Records from a data source
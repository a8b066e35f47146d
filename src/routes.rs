// src/routes.rs

use axum::{
    Router,
    extract::DefaultBodyLimit,
    http::{HeaderValue, Method, header},
    middleware,
    routing::{get, post},
};
use tower::ServiceBuilder;
use tower_http::{cors::CorsLayer, trace::TraceLayer};

use crate::{
    handlers::{auth, grade, question, quiz},
    state::AppState,
    utils::session::session_middleware,
};

/// Assembles the console router.
///
/// * `/api/auth` is public (login, logout, current session).
/// * Everything else under `/api` requires a session.
/// * Applies global middleware (Trace, CORS, upload size limit).
pub fn create_router(state: AppState) -> Router {
    let origins: Vec<HeaderValue> = state
        .config
        .console_origins
        .iter()
        .filter_map(|origin| match origin.parse() {
            Ok(value) => Some(value),
            Err(_) => {
                tracing::warn!("Ignoring invalid CORS origin: {}", origin);
                None
            }
        })
        .collect();

    let cors = CorsLayer::new()
        .allow_origin(origins)
        .allow_methods([Method::GET, Method::POST, Method::PUT, Method::DELETE])
        .allow_headers([header::AUTHORIZATION, header::CONTENT_TYPE])
        .expose_headers([header::CONTENT_DISPOSITION])
        .allow_credentials(true);

    let auth_routes = Router::new()
        .route("/login", post(auth::login))
        .route("/logout", post(auth::logout))
        .route("/me", get(auth::me));

    let question_routes = Router::new()
        .route("/", get(question::list_questions).post(question::create_question))
        .route(
            "/{id}",
            get(question::get_question)
                .put(question::update_question)
                .delete(question::delete_question),
        )
        .route("/draft/retype", post(question::retype_draft));

    let quiz_routes = Router::new()
        .route("/", get(quiz::list_quizzes).post(quiz::create_quiz))
        .route(
            "/{id}",
            get(quiz::get_quiz).put(quiz::update_quiz).delete(quiz::delete_quiz),
        );

    let grade_routes = Router::new()
        .route("/analysis/{quiz_id}", get(grade::get_analysis))
        .route("/overview", get(grade::get_overview))
        .route("/student/{user_id}/trend", get(grade::get_student_trend))
        .route("/template", get(grade::download_template))
        .route("/import/preview", post(grade::preview_import))
        .route("/import", post(grade::import_grades));

    let protected = Router::new()
        .nest("/questions", question_routes)
        .nest("/quizzes", quiz_routes)
        .nest("/grade", grade_routes)
        .layer(middleware::from_fn_with_state(state.clone(), session_middleware));

    Router::new()
        .nest("/api/auth", auth_routes)
        .nest("/api", protected)
        // Global Middleware (applied from outside in)
        .layer(
            ServiceBuilder::new()
                .layer(TraceLayer::new_for_http())
                .layer(cors)
                .layer(DefaultBodyLimit::max(state.config.max_upload_bytes)),
        )
        .with_state(state)
}
// src/handlers/quiz.rs

use axum::{
    Json,
    extract::{Extension, Path, Query, State},
    http::StatusCode,
    response::IntoResponse,
};
use validator::Validate;

use crate::{
    backend::{Authed, BackendClient},
    compose::{ComposeError, QuizDraft, SelectedQuestion},
    error::AppError,
    models::quiz::{QuizCategory, QuizForm, QuizListParams, QuizPayload},
    utils::session::Session,
};

pub async fn list_quizzes(
    State(backend): State<BackendClient>,
    Extension(session): Extension<Session>,
    Query(params): Query<QuizListParams>,
) -> Result<impl IntoResponse, AppError> {
    params.validate()?;
    let page = backend.authed(&session).quizzes(&params).await?;
    Ok(Json(page))
}

pub async fn get_quiz(
    State(backend): State<BackendClient>,
    Extension(session): Extension<Session>,
    Path(id): Path<i64>,
) -> Result<impl IntoResponse, AppError> {
    let quiz = backend.authed(&session).quiz(id).await?;
    Ok(Json(quiz))
}

pub async fn create_quiz(
    State(backend): State<BackendClient>,
    Extension(session): Extension<Session>,
    Json(form): Json<QuizForm>,
) -> Result<impl IntoResponse, AppError> {
    let api = backend.authed(&session);
    let payload = compose_quiz(&api, form).await?;

    let created = api.store_quiz(&payload).await?;
    tracing::info!("Quiz {} created ({})", created.id, payload.category.as_str());

    Ok((StatusCode::CREATED, Json(created)))
}

pub async fn update_quiz(
    State(backend): State<BackendClient>,
    Extension(session): Extension<Session>,
    Path(id): Path<i64>,
    Json(form): Json<QuizForm>,
) -> Result<impl IntoResponse, AppError> {
    let api = backend.authed(&session);
    let payload = compose_quiz(&api, form).await?;

    let updated = api.update_quiz(id, &payload).await?;
    tracing::info!("Quiz {} updated", id);

    Ok(Json(updated))
}

pub async fn delete_quiz(
    State(backend): State<BackendClient>,
    Extension(session): Extension<Session>,
    Path(id): Path<i64>,
) -> Result<impl IntoResponse, AppError> {
    backend.authed(&session).destroy_quiz(id).await?;
    tracing::info!("Quiz {} deleted", id);

    Ok(StatusCode::NO_CONTENT)
}

/// Turns a submitted form into a validated payload.
///
/// Online quizzes need the selected questions' scores, which only the
/// backend knows; they are fetched in selection order. Rules that do not
/// depend on scores are checked first so those failures stay local.
async fn compose_quiz(api: &Authed<'_>, form: QuizForm) -> Result<QuizPayload, AppError> {
    form.validate()?;
    if form.title.trim().is_empty() {
        return Err(ComposeError::EmptyTitle.into());
    }

    let mut questions: Vec<SelectedQuestion> = Vec::new();
    if form.category == QuizCategory::OnlineAuto {
        if form.question_ids.is_empty() {
            return Err(ComposeError::NoQuestionsSelected.into());
        }
        for id in &form.question_ids {
            if questions.iter().any(|q| q.id == *id) {
                continue;
            }
            questions.push(api.question(*id).await?.into());
        }
    }

    let payload = QuizDraft::from_form(form, questions)?.validate()?;
    Ok(payload)
}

• [EXERCISE DIRECTIONS]
A verbatim copy of the records above should be returned.

• [EXPECTED ANSWER]
repository a8b066e35f47146d
filename src/routes.rs
// src/routes.rs

use axum::{
    Router,
    extract::DefaultBodyLimit,
    http::{HeaderValue, Method, header},
    middleware,
    routing::{get, post},
};
use tower::ServiceBuilder;
use tower_http::{cors::CorsLayer, trace::TraceLayer};

use crate::{
    handlers::{auth, grade, question, quiz},
    state::AppState,
    utils::session::session_middleware,
};

/// Assembles the console router.
///
/// * `/api/auth` is public (login, logout, current session).
/// * Everything else under `/api` requires a session.
/// * Applies global middleware (Trace, CORS, upload size limit).
pub fn create_router(state: AppState) -> Router {
    let origins: Vec<HeaderValue> = state
        .config
        .console_origins
        .iter()
        .filter_map(|origin| match origin.parse() {
            Ok(value) => Some(value),
            Err(_) => {
                tracing::warn!("Ignoring invalid CORS origin: {}", origin);
                None
            }
        })
        .collect();

    let cors = CorsLayer::new()
        .allow_origin(origins)
        .allow_methods([Method::GET, Method::POST, Method::PUT, Method::DELETE])
        .allow_headers([header::AUTHORIZATION, header::CONTENT_TYPE])
        .expose_headers([header::CONTENT_DISPOSITION])
        .allow_credentials(true);

    let auth_routes = Router::new()
        .route("/login", post(auth::login))
        .route("/logout", post(auth::logout))
        .route("/me", get(auth::me));

    let question_routes = Router::new()
        .route("/", get(question::list_questions).post(question::create_question))
        .route(
            "/{id}",
            get(question::get_question)
                .put(question::update_question)
                .delete(question::delete_question),
        )
        .route("/draft/retype", post(question::retype_draft));

    let quiz_routes = Router::new()
        .route("/", get(quiz::list_quizzes).post(quiz::create_quiz))
        .route(
            "/{id}",
            get(quiz::get_quiz).put(quiz::update_quiz).delete(quiz::delete_quiz),
        );

    let grade_routes = Router::new()
        .route("/analysis/{quiz_id}", get(grade::get_analysis))
        .route("/overview", get(grade::get_overview))
        .route("/student/{user_id}/trend", get(grade::get_student_trend))
        .route("/template", get(grade::download_template))
        .route("/import/preview", post(grade::preview_import))
        .route("/import", post(grade::import_grades));

    let protected = Router::new()
        .nest("/questions", question_routes)
        .nest("/quizzes", quiz_routes)
        .nest("/grade", grade_routes)
        .layer(middleware::from_fn_with_state(state.clone(), session_middleware));

    Router::new()
        .nest("/api/auth", auth_routes)
        .nest("/api", protected)
        // Global Middleware (applied from outside in)
        .layer(
            ServiceBuilder::new()
                .layer(TraceLayer::new_for_http())
                .layer(cors)
                .layer(DefaultBodyLimit::max(state.config.max_upload_bytes)),
        )
        .with_state(state)
}
// src/handlers/quiz.rs

use axum::{
    Json,
    extract::{Extension, Path, Query, State},
    http::StatusCode,
    response::IntoResponse,
};
use validator::Validate;

use crate::{
    backend::{Authed, BackendClient},
    compose::{ComposeError, QuizDraft, SelectedQuestion},
    error::AppError,
    models::quiz::{QuizCategory, QuizForm, QuizListParams, QuizPayload},
    utils::session::Session,
};

pub async fn list_quizzes(
    State(backend): State<BackendClient>,
    Extension(session): Extension<Session>,
    Query(params): Query<QuizListParams>,
) -> Result<impl IntoResponse, AppError> {
    params.validate()?;
    let page = backend.authed(&session).quizzes(&params).await?;
    Ok(Json(page))
}

pub async fn get_quiz(
    State(backend): State<BackendClient>,
    Extension(session): Extension<Session>,
    Path(id): Path<i64>,
) -> Result<impl IntoResponse, AppError> {
    let quiz = backend.authed(&session).quiz(id).await?;
    Ok(Json(quiz))
}

pub async fn create_quiz(
    State(backend): State<BackendClient>,
    Extension(session): Extension<Session>,
    Json(form): Json<QuizForm>,
) -> Result<impl IntoResponse, AppError> {
    let api = backend.authed(&session);
    let payload = compose_quiz(&api, form).await?;

    let created = api.store_quiz(&payload).await?;
    tracing::info!("Quiz {} created ({})", created.id, payload.category.as_str());

    Ok((StatusCode::CREATED, Json(created)))
}

pub async fn update_quiz(
    State(backend): State<BackendClient>,
    Extension(session): Extension<Session>,
    Path(id): Path<i64>,
    Json(form): Json<QuizForm>,
) -> Result<impl IntoResponse, AppError> {
    let api = backend.authed(&session);
    let payload = compose_quiz(&api, form).await?;

    let updated = api.update_quiz(id, &payload).await?;
    tracing::info!("Quiz {} updated", id);

    Ok(Json(updated))
}

pub async fn delete_quiz(
    State(backend): State<BackendClient>,
    Extension(session): Extension<Session>,
    Path(id): Path<i64>,
) -> Result<impl IntoResponse, AppError> {
    backend.authed(&session).destroy_quiz(id).await?;
    tracing::info!("Quiz {} deleted", id);

    Ok(StatusCode::NO_CONTENT)
}

/// Turns a submitted form into a validated payload.
///
/// Online quizzes need the selected questions' scores, which only the
/// backend knows; they are fetched in selection order. Rules that do not
/// depend on scores are checked first so those failures stay local.
async fn compose_quiz(api: &Authed<'_>, form: QuizForm) -> Result<QuizPayload, AppError> {
    form.validate()?;
    if form.title.trim().is_empty() {
        return Err(ComposeError::EmptyTitle.into());
    }

    let mut questions: Vec<SelectedQuestion> = Vec::new();
    if form.category == QuizCategory::OnlineAuto {
        if form.question_ids.is_empty() {
            return Err(ComposeError::NoQuestionsSelected.into());
        }
        for id in &form.question_ids {
            if questions.iter().any(|q| q.id == *id) {
                continue;
            }
            questions.push(api.question(*id).await?.into());
        }
    }

    let payload = QuizDraft::from_form(form, questions)?.validate()?;
    Ok(payload)
}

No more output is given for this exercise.